_Saved entries_.

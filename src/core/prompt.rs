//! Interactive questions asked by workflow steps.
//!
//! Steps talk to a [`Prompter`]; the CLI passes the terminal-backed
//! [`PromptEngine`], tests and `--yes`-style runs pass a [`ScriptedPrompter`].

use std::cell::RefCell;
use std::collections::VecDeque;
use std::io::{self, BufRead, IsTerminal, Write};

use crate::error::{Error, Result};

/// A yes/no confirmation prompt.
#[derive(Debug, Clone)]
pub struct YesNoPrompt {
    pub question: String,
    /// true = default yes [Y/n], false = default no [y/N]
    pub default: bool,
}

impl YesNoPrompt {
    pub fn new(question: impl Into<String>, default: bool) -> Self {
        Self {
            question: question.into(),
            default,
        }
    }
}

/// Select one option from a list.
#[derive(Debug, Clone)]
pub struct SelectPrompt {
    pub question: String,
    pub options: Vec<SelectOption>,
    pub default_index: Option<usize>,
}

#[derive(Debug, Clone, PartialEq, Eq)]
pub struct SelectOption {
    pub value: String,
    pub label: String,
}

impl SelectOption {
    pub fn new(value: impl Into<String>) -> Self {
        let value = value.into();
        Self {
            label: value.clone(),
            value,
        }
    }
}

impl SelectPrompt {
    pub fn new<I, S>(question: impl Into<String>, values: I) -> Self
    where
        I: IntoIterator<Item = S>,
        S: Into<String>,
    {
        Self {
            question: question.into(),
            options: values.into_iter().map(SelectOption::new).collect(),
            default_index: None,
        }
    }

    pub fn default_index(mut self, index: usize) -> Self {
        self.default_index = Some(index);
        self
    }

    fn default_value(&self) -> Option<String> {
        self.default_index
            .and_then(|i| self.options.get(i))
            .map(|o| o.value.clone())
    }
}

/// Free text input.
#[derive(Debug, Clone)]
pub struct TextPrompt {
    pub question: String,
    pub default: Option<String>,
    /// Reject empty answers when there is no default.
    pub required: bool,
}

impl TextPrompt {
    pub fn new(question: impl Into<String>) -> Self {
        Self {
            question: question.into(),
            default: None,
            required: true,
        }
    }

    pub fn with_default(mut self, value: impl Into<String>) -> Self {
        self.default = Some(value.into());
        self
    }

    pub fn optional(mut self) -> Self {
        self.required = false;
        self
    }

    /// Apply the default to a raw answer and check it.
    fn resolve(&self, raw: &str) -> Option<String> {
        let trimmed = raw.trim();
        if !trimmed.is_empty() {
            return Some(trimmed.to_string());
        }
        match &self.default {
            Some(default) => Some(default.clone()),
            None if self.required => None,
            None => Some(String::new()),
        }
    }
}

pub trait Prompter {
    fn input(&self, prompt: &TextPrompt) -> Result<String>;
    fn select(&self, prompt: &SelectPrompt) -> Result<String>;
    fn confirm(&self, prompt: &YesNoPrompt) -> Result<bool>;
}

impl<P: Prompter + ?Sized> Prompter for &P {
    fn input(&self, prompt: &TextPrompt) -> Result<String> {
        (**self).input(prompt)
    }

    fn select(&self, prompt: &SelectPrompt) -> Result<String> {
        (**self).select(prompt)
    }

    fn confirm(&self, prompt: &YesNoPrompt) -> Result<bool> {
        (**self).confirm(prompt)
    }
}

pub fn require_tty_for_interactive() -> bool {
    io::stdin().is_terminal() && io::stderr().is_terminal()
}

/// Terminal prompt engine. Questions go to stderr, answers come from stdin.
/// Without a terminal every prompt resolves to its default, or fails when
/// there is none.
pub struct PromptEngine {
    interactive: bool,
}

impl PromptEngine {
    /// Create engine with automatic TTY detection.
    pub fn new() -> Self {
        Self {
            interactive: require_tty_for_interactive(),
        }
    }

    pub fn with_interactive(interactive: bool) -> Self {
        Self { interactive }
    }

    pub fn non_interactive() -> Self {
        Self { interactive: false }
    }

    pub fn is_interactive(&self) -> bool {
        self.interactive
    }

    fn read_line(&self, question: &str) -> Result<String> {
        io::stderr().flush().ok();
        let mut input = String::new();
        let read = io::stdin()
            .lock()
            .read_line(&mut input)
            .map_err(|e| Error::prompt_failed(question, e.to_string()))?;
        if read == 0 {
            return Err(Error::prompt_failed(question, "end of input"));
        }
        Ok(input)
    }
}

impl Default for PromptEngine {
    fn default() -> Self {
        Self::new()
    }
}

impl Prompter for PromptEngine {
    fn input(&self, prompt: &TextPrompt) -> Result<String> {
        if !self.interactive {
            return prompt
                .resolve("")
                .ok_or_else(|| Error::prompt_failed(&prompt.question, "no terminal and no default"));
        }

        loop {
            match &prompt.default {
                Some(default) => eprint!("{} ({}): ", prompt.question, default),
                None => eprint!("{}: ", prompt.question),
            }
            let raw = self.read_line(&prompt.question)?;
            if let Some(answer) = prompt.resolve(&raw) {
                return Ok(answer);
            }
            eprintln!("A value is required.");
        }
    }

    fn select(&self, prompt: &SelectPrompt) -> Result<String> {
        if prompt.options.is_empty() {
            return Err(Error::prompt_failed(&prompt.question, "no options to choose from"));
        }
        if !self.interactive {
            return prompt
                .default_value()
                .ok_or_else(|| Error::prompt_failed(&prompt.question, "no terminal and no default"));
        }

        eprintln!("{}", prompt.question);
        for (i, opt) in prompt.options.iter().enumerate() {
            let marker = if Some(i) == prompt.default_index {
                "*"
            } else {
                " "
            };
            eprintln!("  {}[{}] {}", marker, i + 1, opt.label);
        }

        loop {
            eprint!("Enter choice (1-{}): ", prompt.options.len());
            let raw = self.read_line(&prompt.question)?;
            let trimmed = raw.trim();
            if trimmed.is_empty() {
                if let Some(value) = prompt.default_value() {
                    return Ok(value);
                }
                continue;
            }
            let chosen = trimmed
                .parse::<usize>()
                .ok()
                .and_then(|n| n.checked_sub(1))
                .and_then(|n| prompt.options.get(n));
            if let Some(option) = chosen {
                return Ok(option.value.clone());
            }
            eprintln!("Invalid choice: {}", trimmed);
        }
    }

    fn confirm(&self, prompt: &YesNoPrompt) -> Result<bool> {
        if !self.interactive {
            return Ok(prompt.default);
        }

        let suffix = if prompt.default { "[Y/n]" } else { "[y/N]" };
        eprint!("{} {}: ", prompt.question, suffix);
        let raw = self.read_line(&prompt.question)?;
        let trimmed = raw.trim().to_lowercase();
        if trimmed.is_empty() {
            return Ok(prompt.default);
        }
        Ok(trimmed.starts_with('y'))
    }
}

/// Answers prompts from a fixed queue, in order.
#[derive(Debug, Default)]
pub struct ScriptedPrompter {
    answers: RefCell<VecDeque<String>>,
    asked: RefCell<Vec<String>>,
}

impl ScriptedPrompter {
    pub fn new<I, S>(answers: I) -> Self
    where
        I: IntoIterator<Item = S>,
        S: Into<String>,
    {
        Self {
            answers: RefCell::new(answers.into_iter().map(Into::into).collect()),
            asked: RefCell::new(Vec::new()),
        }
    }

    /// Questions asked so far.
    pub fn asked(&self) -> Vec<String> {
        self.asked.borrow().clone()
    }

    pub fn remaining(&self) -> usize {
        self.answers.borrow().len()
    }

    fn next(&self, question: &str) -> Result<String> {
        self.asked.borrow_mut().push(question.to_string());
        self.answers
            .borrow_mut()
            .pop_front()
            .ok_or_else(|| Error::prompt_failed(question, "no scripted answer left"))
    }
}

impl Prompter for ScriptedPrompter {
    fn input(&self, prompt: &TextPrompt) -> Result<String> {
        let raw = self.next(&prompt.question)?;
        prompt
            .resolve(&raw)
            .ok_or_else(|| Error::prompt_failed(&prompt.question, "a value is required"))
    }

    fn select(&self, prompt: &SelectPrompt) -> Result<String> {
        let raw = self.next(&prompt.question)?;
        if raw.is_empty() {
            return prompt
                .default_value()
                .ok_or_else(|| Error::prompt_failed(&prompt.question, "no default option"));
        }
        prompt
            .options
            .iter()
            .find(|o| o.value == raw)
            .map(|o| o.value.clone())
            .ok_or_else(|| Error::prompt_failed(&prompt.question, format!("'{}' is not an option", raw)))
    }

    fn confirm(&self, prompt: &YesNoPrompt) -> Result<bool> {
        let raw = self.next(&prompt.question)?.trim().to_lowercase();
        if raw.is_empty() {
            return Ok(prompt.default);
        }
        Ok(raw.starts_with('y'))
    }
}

_What the task requires_.
The lines you need are those containing "Error"; find them in the records and copy them.

_Response_.
use crate::error::{Error, Result};
            .map_err(|e| Error::prompt_failed(question, e.to_string()))?;
            return Err(Error::prompt_failed(question, "end of input"));
                .ok_or_else(|| Error::prompt_failed(&prompt.question, "no terminal and no default"));
            return Err(Error::prompt_failed(&prompt.question, "no options to choose from"));
                .ok_or_else(|| Error::prompt_failed(&prompt.question, "no terminal and no default"));
            .ok_or_else(|| Error::prompt_failed(question, "no scripted answer left"))
            .ok_or_else(|| Error::prompt_failed(&prompt.question, "a value is required"))
                .ok_or_else(|| Error::prompt_failed(&prompt.question, "no default option"));
            .ok_or_else(|| Error::prompt_failed(&prompt.question, format!("'{}' is not an option", raw)))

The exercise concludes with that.